Abstract

We aimed: – to determine the frequency of high blood pressure in the elderly at different stages of chronic renal failure and; – to evaluate the antihypertensive therapeutic treatment in a nephrology environment. The patients were recruited in the consultation of nephrology; we included hypertensive subject aged of more than 65 years old followed by nephrologists. 292 patients were included: 53% women and 47% men, with an average age of 76.52 ± 6.45 years [66-97]. The average duration of the follow-up was 1.69 ± 0.94 years [1–5]. The duration of arterial hypertension was more than 10 years in 55% of cases.
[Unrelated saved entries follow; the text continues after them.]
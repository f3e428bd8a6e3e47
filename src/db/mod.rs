// Database module - provides data access layer

use std::str::FromStr;
use std::time::Duration;

use color_eyre::{eyre::ensure, Result};
use sqlx::sqlite::{SqliteConnectOptions, SqliteJournalMode, SqlitePoolOptions};
use sqlx::SqlitePool;

// Re-export models for convenience
pub mod models;
pub use models::*;

// Internal modules
mod catalog;
mod exam;
mod homework;
mod migrations;
mod timetable;
mod user;

pub use catalog::{get_or_create_chapter, get_or_create_subject};
pub use timetable::PeriodSlot;

// Main database handle
#[derive(Clone)]
pub struct Db {
    pool: SqlitePool,
}

impl Db {
    pub async fn new(url: impl AsRef<str>) -> Result<Self> {
        let options = SqliteConnectOptions::from_str(url.as_ref())?
            .create_if_missing(true)
            .foreign_keys(true)
            .journal_mode(SqliteJournalMode::Wal)
            .busy_timeout(Duration::from_secs(10));

        let pool = SqlitePoolOptions::new()
            .max_connections(8)
            .connect_with(options)
            .await?;

        // Verify connection
        let one: i64 = sqlx::query_scalar("SELECT 1").fetch_one(&pool).await?;
        ensure!(one == 1, "database connection check returned {one}");

        migrations::run(&pool).await?;

        tracing::info!("database connection has been verified");

        Ok(Self { pool })
    }

    pub async fn migration_applied(&self, version: &str) -> Result<bool> {
        let applied: bool = sqlx::query_scalar(
            "SELECT EXISTS(SELECT 1 FROM schema_migrations WHERE version = ?)",
        )
        .bind(version)
        .fetch_one(&self.pool)
        .await?;

        Ok(applied)
    }
}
The patients were at different stages of renal failure: chronic incipient, chronic renal failure 4%, moderate 54% and severe to terminal renal failure 42%. Several pathologies were associated with arterial hypertension, namely: 50.3% of patients were diabetic, 39.2% had a cardiovascular pathology (22% AC/FA, 16% valve pathology, 31% heart failure, 31% IDM% sequels), 36% of patients had dyslipidemia and 25% had neoplasia. Antihypertensive quadritherapy was needed in 4% of cases, triple therapy in 22% of cases, dual therapy in 50% and single therapy in 24% of patients. The diuretics of the loop represents the most prescribed therapeutic class (63%), followed by blockers of the renin angiotensin system (47.5%), calcium channel blockers (24%), while the beta-blockers (23%) were often prescribed by the cardiologist. Older patients with renal pathology are often hypertensive. Hypertensive therapeutic management must be adequate to slowdown the progression of chronic renal failure as well as the worsening of other associated pathologies.